LiveMint logoLiveMint 23-05-2017 JAyshree P. Upadhyay

Mumbai: The Maharashtra government has hired real estate advisory company HDFC Realty Ltd to value and auction assets seized by the Mumbai police’s economic offences wing (EOW) in connection with the National Spot Exchange Ltd (NSEL) payments crisis.

A 19 May notice on the Maharashtra government’s website said the state has invoked its powers under the Maharashtra Protection of Interests of Depositors Act (MPID) to pass this order.

It is necessary “that a fair and accurate valuation of the assets and properties thus confiscated is carried out before these are auctioned,” said the government order in Marathi.

In the four years since the NSEL scam came to light, EOW has seized assets worth Rs7,200 crore belonging to brokers who had defaulted on their obligations as well as the spot exchange.

In 2014, the MPID special court passed an order that such a valuation report would have to be first submitted to an additional collector and two assistant commissioner of police (ACP) ranking officials who would in turn make a recommendation to the MPID special court for auction of the assets at the valuation determined by the real estate consulting company.

The Rs5,574.35 crore payments scam at NSEL, which was 99.9% owned by Financial Technologies (India) Ltd (now, 63 Moons Technologies Ltd) came to light when trading was halted on the commodities bourse following a directive from the ministry of consumer affairs to the exchange asking it not to offer futures contracts. A spot exchange isn’t supposed to do so, but NSEL had been doing that.

HDFC Realty did not respond to an email seeking comment.

“The matter is sub judice and (we) would not like to make an elaborate comment. However, justice requires that only defaulters’ assets are liquidated and a refund is made to trading clients,” said Prakash Chaturvedi, chief executive officer, NSEL.
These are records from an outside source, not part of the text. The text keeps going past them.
// libs/booking-cell/src/services/classify.rs
use crate::models::ServiceType;

const KEYWORD_TABLE: &[(ServiceType, &[&str])] = &[
    (ServiceType::Collision, &["collision", "accident", "crash", "dent", "bumper"]),
    (ServiceType::Paint, &["paint", "color", "scratch", "finish"]),
    (ServiceType::Mechanical, &["engine", "transmission", "brake", "mechanical"]),
    (ServiceType::Maintenance, &["maintenance", "service", "inspection", "check"]),
];

/// Simple keyword matching for service categorization. The first matching
/// category in table order wins; anything unmatched is `general`.
pub fn detect_service_type(text: &str) -> ServiceType {
    let text = text.to_lowercase();

    for (service_type, keywords) in KEYWORD_TABLE {
        if keywords.iter().any(|word| text.contains(word)) {
            return *service_type;
        }
    }

    ServiceType::General
}
use anyhow::{anyhow, Result};
use reqwest::{
    header::{HeaderMap, HeaderValue, AUTHORIZATION, CONTENT_TYPE},
    Client, Method,
};
use serde::de::DeserializeOwned;
use serde_json::Value;
use tracing::{debug, error};

use shared_config::AppConfig;

pub struct SupabaseClient {
    client: Client,
    base_url: String,
    anon_key: String,
}

impl SupabaseClient {
    pub fn new(config: &AppConfig) -> Self {
        Self {
            client: Client::new(),
            base_url: config.supabase_url.clone(),
            anon_key: config.supabase_anon_key.clone(),
        }
    }

    fn get_headers(&self, auth_token: Option<&str>) -> HeaderMap {
        let mut headers = HeaderMap::new();

        headers.insert("apikey", HeaderValue::from_str(&self.anon_key).unwrap());
        headers.insert(CONTENT_TYPE, HeaderValue::from_static("application/json"));

        if let Some(token) = auth_token {
            headers.insert(
                AUTHORIZATION,
                HeaderValue::from_str(&format!("Bearer {}", token)).unwrap()
            );
        }

        headers
    }

    pub async fn request<T>(&self, method: Method, path: &str,
                            auth_token: Option<&str>, body: Option<Value>)
                            -> Result<T>
    where T: DeserializeOwned {
        self.request_with_headers(method, path, auth_token, body, None).await
    }

    pub async fn request_with_headers<T>(&self, method: Method, path: &str,
                                         auth_token: Option<&str>, body: Option<Value>,
                                         extra_headers: Option<HeaderMap>)
                                         -> Result<T>
    where T: DeserializeOwned {
        let url = format!("{}{}", self.base_url, path);
        debug!("Making request to {}", url);

        let mut headers = self.get_headers(auth_token);
        if let Some(extra) = extra_headers {
            headers.extend(extra);
        }

        let mut req = self.client.request(method, &url)
            .headers(headers);

        if let Some(body_data) = body {
            req = req.json(&body_data);
        }

        let response = req.send().await?;

        let status = response.status();
        if !status.is_success() {
            let error_text = response.text().await?;
            error!("API error ({}): {}", status, error_text);

            return Err(match status.as_u16() {
                401 | 403 => anyhow!("Authentication error: {}", error_text),
                404 => anyhow!("Resource not found: {}", error_text),
                _ => anyhow!("API error ({}): {}", status, error_text),
            });
        }

        let data = response.json::<T>().await?;
        Ok(data)
    }

    /// Count matching rows without fetching them. Uses a HEAD request with
    /// `Prefer: count=exact` and reads the total from the Content-Range header.
    pub async fn count(&self, path: &str, auth_token: Option<&str>) -> Result<i64> {
        let url = format!("{}{}", self.base_url, path);
        debug!("Counting rows at {}", url);

        let mut headers = self.get_headers(auth_token);
        headers.insert("Prefer", HeaderValue::from_static("count=exact"));

        let response = self.client.request(Method::HEAD, &url)
            .headers(headers)
            .send()
            .await?;

        let status = response.status();
        if !status.is_success() {
            error!("Count request failed ({})", status);
            return Err(match status.as_u16() {
                401 | 403 => anyhow!("Authentication error on count request"),
                _ => anyhow!("Count request failed ({})", status),
            });
        }

        // Content-Range looks like "0-2/3" or "*/0"
        let content_range = response.headers()
            .get("content-range")
            .and_then(|v| v.to_str().ok())
            .ok_or_else(|| anyhow!("Missing Content-Range header in count response"))?;

        let total = content_range
            .rsplit('/')
            .next()
            .and_then(|t| t.parse::<i64>().ok())
            .ok_or_else(|| anyhow!("Unparseable Content-Range header: {}", content_range))?;

        Ok(total)
    }

    pub fn get_base_url(&self) -> &str {
        &self.base_url
    }
}
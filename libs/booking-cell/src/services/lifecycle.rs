// libs/booking-cell/src/services/lifecycle.rs
use tracing::{debug, warn};

use crate::models::{AppointmentStatus, BookingError};

pub struct LifecycleService;

impl LifecycleService {
    pub fn new() -> Self {
        Self
    }

    /// Validate that a status transition is allowed.
    pub fn validate_status_transition(
        &self,
        current_status: &AppointmentStatus,
        new_status: &AppointmentStatus,
    ) -> Result<(), BookingError> {
        debug!("Validating status transition from {} to {}", current_status, new_status);

        let valid_transitions = self.get_valid_transitions(current_status);

        if !valid_transitions.contains(new_status) {
            warn!("Invalid status transition attempted: {} -> {}", current_status, new_status);
            return Err(BookingError::InvalidStatusTransition {
                from: current_status.clone(),
                to: new_status.clone(),
            });
        }

        Ok(())
    }

    /// All valid next statuses for a given current status. New bookings
    /// always start as pending; cancelled and completed admit nothing.
    pub fn get_valid_transitions(&self, current_status: &AppointmentStatus) -> Vec<AppointmentStatus> {
        match current_status {
            AppointmentStatus::Pending => vec![
                AppointmentStatus::Confirmed,
                AppointmentStatus::Cancelled,
            ],
            AppointmentStatus::Confirmed => vec![
                AppointmentStatus::Completed,
            ],
            AppointmentStatus::Cancelled => vec![],
            AppointmentStatus::Completed => vec![],
        }
    }

    pub fn is_terminal(&self, status: &AppointmentStatus) -> bool {
        self.get_valid_transitions(status).is_empty()
    }
}

impl Default for LifecycleService {
    fn default() -> Self {
        Self::new()
    }
}
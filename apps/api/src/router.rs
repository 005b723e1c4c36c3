use std::sync::Arc;

use axum::{
    routing::get,
    Router,
};

use booking_cell::router::booking_routes;
use shared_config::AppConfig;

pub fn create_router(state: Arc<AppConfig>) -> Router {
    Router::new()
        .route("/", get(|| async { "Bodyshop booking API is running!" }))
        .nest("/appointments", booking_routes(state))
}
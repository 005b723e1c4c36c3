use axum::{
    http::StatusCode,
    response::{IntoResponse, Response},
    Json,
};
use serde_json::json;
use thiserror::Error;

#[derive(Error, Debug)]
pub enum AppError {
    #[error("Authentication error: {0}")]
    Auth(String),

    #[error("Not Found: {0}")]
    NotFound(String),

    #[error("Bad Request: {0}")]
    BadRequest(String),

    #[error("Internal Server Error: {0}")]
    Internal(String),

    #[error("Database error: {0}")]
    Database(String),

    #[error("Validation error: {0}")]
    ValidationError(String),

    #[error("Limit exceeded: {0}")]
    LimitExceeded(String),
}

impl IntoResponse for AppError {
    fn into_response(self) -> Response {
        let (status, message) = match &self {
            AppError::Auth(msg) => (StatusCode::UNAUTHORIZED, msg),
            AppError::NotFound(msg) => (StatusCode::NOT_FOUND, msg),
            AppError::BadRequest(msg) => (StatusCode::BAD_REQUEST, msg),
            AppError::Internal(msg) => (StatusCode::INTERNAL_SERVER_ERROR, msg),
            AppError::Database(msg) => (StatusCode::INTERNAL_SERVER_ERROR, msg),
            AppError::ValidationError(msg) => (StatusCode::BAD_REQUEST, msg),
            AppError::LimitExceeded(msg) => (StatusCode::TOO_MANY_REQUESTS, msg),
        };

        tracing::error!("Error: {}: {}", status, message);

        let body = Json(json!({
            "error": message
        }));

        (status, body).into_response()
    }
}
In any case, even after assets are auctioned, the road to refund investors would not be easy as the Serious Fraud and Investigation Office (SFIO) is yet to complete its report verifying investor claims.

The SFIO is examining the investor refund claims for alleged irregularities, brokers’ role in the crisis and has sent a detailed questionnaire seeking details of investments. Mint has seen a copy of the notice sent to investors that seeks balance sheet details, compliance with payment of Value Added Tax (VAT) etc.
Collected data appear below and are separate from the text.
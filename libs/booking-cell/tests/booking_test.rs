use std::sync::Arc;

use axum::{
    body::{to_bytes, Body},
    http::{Request, StatusCode},
    Router,
};
use chrono::{Duration, Utc};
use serde_json::{json, Value};
use tower::ServiceExt;
use wiremock::matchers::{any, method, path};
use wiremock::{Mock, MockServer, ResponseTemplate};

use booking_cell::models::BookAppointmentRequest;
use booking_cell::router::booking_routes;
use shared_config::AppConfig;
use shared_utils::test_utils::{JwtTestUtils, MockSupabaseResponses, TestConfig, TestUser};

async fn create_test_app(config: AppConfig) -> Router {
    booking_routes(Arc::new(config))
}

fn test_setup(mock_server: &MockServer) -> (AppConfig, TestUser, String) {
    let user = TestUser::customer("customer@example.com");
    let mut config = TestConfig::default().to_app_config();
    config.supabase_url = mock_server.uri();
    let token = JwtTestUtils::create_test_token(&user, &config.supabase_jwt_secret, Some(24));
    (config, user, token)
}

fn booking_request() -> BookAppointmentRequest {
    BookAppointmentRequest {
        name: "John Doe".to_string(),
        phone: "614-649-1542".to_string(),
        car_model: "Honda Civic 2020".to_string(),
        message: Some("Rear bumper dent after a parking lot accident".to_string()),
        preferred_date: Utc::now() + Duration::days(2),
    }
}

fn post_booking(token: &str, body: &BookAppointmentRequest) -> Request<Body> {
    Request::builder()
        .method("POST")
        .uri("/")
        .header("authorization", format!("Bearer {}", token))
        .header("content-type", "application/json")
        .body(Body::from(serde_json::to_string(body).unwrap()))
        .unwrap()
}

/// Mounts the count-only daily limit query with the given total.
async fn mock_daily_count(mock_server: &MockServer, total: i64) {
    Mock::given(method("HEAD"))
        .and(path("/rest/v1/appointments"))
        .respond_with(
            ResponseTemplate::new(200).insert_header("content-range", format!("*/{}", total).as_str()),
        )
        .mount(mock_server)
        .await;
}

#[tokio::test]
async fn test_book_appointment_success() {
    let mock_server = MockServer::start().await;
    let (config, user, token) = test_setup(&mock_server);
    let app = create_test_app(config).await;

    mock_daily_count(&mock_server, 0).await;

    Mock::given(method("POST"))
        .and(path("/rest/v1/appointments"))
        .respond_with(ResponseTemplate::new(201).set_body_json(json!([
            MockSupabaseResponses::appointment_row(&user.id, "pending")
        ])))
        .expect(1)
        .mount(&mock_server)
        .await;

    let response = app.oneshot(post_booking(&token, &booking_request())).await.unwrap();
    assert_eq!(response.status(), StatusCode::OK);

    let bytes = to_bytes(response.into_body(), usize::MAX).await.unwrap();
    let body: Value = serde_json::from_slice(&bytes).unwrap();
    assert_eq!(body["success"], json!(true));
    assert_eq!(body["appointment"]["status"], json!("pending"));
}

#[tokio::test]
async fn test_fourth_same_day_booking_blocked_before_persistence() {
    let mock_server = MockServer::start().await;
    let (config, _user, token) = test_setup(&mock_server);
    let app = create_test_app(config).await;

    // Three bookings already made today
    mock_daily_count(&mock_server, 3).await;

    // The insert must never be issued
    Mock::given(method("POST"))
        .and(path("/rest/v1/appointments"))
        .respond_with(ResponseTemplate::new(201))
        .expect(0)
        .mount(&mock_server)
        .await;

    let response = app.oneshot(post_booking(&token, &booking_request())).await.unwrap();
    assert_eq!(response.status(), StatusCode::TOO_MANY_REQUESTS);

    let bytes = to_bytes(response.into_body(), usize::MAX).await.unwrap();
    let body: Value = serde_json::from_slice(&bytes).unwrap();
    assert!(body["error"].as_str().unwrap().contains("3 appointments per day"));
}

#[tokio::test]
async fn test_overlong_message_rejected_without_network_call() {
    let mock_server = MockServer::start().await;
    let (config, _user, token) = test_setup(&mock_server);
    let app = create_test_app(config).await;

    // Validation failures must not reach the backend at all
    Mock::given(any())
        .respond_with(ResponseTemplate::new(500))
        .expect(0)
        .mount(&mock_server)
        .await;

    let mut request = booking_request();
    request.message = Some("a".repeat(1001));

    let response = app.oneshot(post_booking(&token, &request)).await.unwrap();
    assert_eq!(response.status(), StatusCode::BAD_REQUEST);
}

#[tokio::test]
async fn test_invalid_name_and_phone_rejected() {
    let mock_server = MockServer::start().await;
    let (config, _user, token) = test_setup(&mock_server);

    Mock::given(any())
        .respond_with(ResponseTemplate::new(500))
        .expect(0)
        .mount(&mock_server)
        .await;

    let mut bad_name = booking_request();
    bad_name.name = "J0hn D03".to_string();
    let app = create_test_app(config.clone()).await;
    let response = app.oneshot(post_booking(&token, &bad_name)).await.unwrap();
    assert_eq!(response.status(), StatusCode::BAD_REQUEST);

    let mut bad_phone = booking_request();
    bad_phone.phone = "12345".to_string();
    let app = create_test_app(config).await;
    let response = app.oneshot(post_booking(&token, &bad_phone)).await.unwrap();
    assert_eq!(response.status(), StatusCode::BAD_REQUEST);
}

#[tokio::test]
async fn test_unauthenticated_booking_rejected() {
    let mock_server = MockServer::start().await;
    let (config, _user, _token) = test_setup(&mock_server);
    let app = create_test_app(config).await;

    let request = Request::builder()
        .method("POST")
        .uri("/")
        .header("content-type", "application/json")
        .body(Body::from(serde_json::to_string(&booking_request()).unwrap()))
        .unwrap();

    let response = app.oneshot(request).await.unwrap();
    assert_eq!(response.status(), StatusCode::UNAUTHORIZED);
}

#[tokio::test]
async fn test_daily_usage_reports_remaining() {
    let mock_server = MockServer::start().await;
    let (config, _user, token) = test_setup(&mock_server);
    let app = create_test_app(config).await;

    mock_daily_count(&mock_server, 2).await;

    let request = Request::builder()
        .method("GET")
        .uri("/usage/today")
        .header("authorization", format!("Bearer {}", token))
        .body(Body::empty())
        .unwrap();

    let response = app.oneshot(request).await.unwrap();
    assert_eq!(response.status(), StatusCode::OK);

    let bytes = to_bytes(response.into_body(), usize::MAX).await.unwrap();
    let body: Value = serde_json::from_slice(&bytes).unwrap();
    assert_eq!(body["count"], json!(2));
    assert_eq!(body["limit"], json!(3));
    assert_eq!(body["remaining"], json!(1));
}

#[tokio::test]
async fn test_my_appointments_listing() {
    let mock_server = MockServer::start().await;
    let (config, user, token) = test_setup(&mock_server);
    let app = create_test_app(config).await;

    Mock::given(method("GET"))
        .and(path("/rest/v1/appointments"))
        .respond_with(ResponseTemplate::new(200).set_body_json(json!([
            MockSupabaseResponses::appointment_row(&user.id, "confirmed"),
            MockSupabaseResponses::appointment_row(&user.id, "pending"),
        ])))
        .mount(&mock_server)
        .await;

    let request = Request::builder()
        .method("GET")
        .uri("/mine")
        .header("authorization", format!("Bearer {}", token))
        .body(Body::empty())
        .unwrap();

    let response = app.oneshot(request).await.unwrap();
    assert_eq!(response.status(), StatusCode::OK);

    let bytes = to_bytes(response.into_body(), usize::MAX).await.unwrap();
    let body: Value = serde_json::from_slice(&bytes).unwrap();
    assert_eq!(body["appointments"].as_array().unwrap().len(), 2);
}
In October, the ministry of corporate affairs empowered the SFIO to examine the affairs of NSEL for allegations of fraud under the Companies Act 2013. SFIO is expected to submit its report to the government in July and can thereafter launch a prosecution in courts and National Company Law Tribunal (NCLT).

Parallel to the SFIO investigation, a high court appointed committee has been able to analyse 11,000 investor claims so far and submitted its report to the high court. The Bombay high court in a 13 April order asked the committee to speed up the fact finding exercise and adopt a more ‘granular’ approach.

Abhiram Ghadiyalpatil contributed to the story.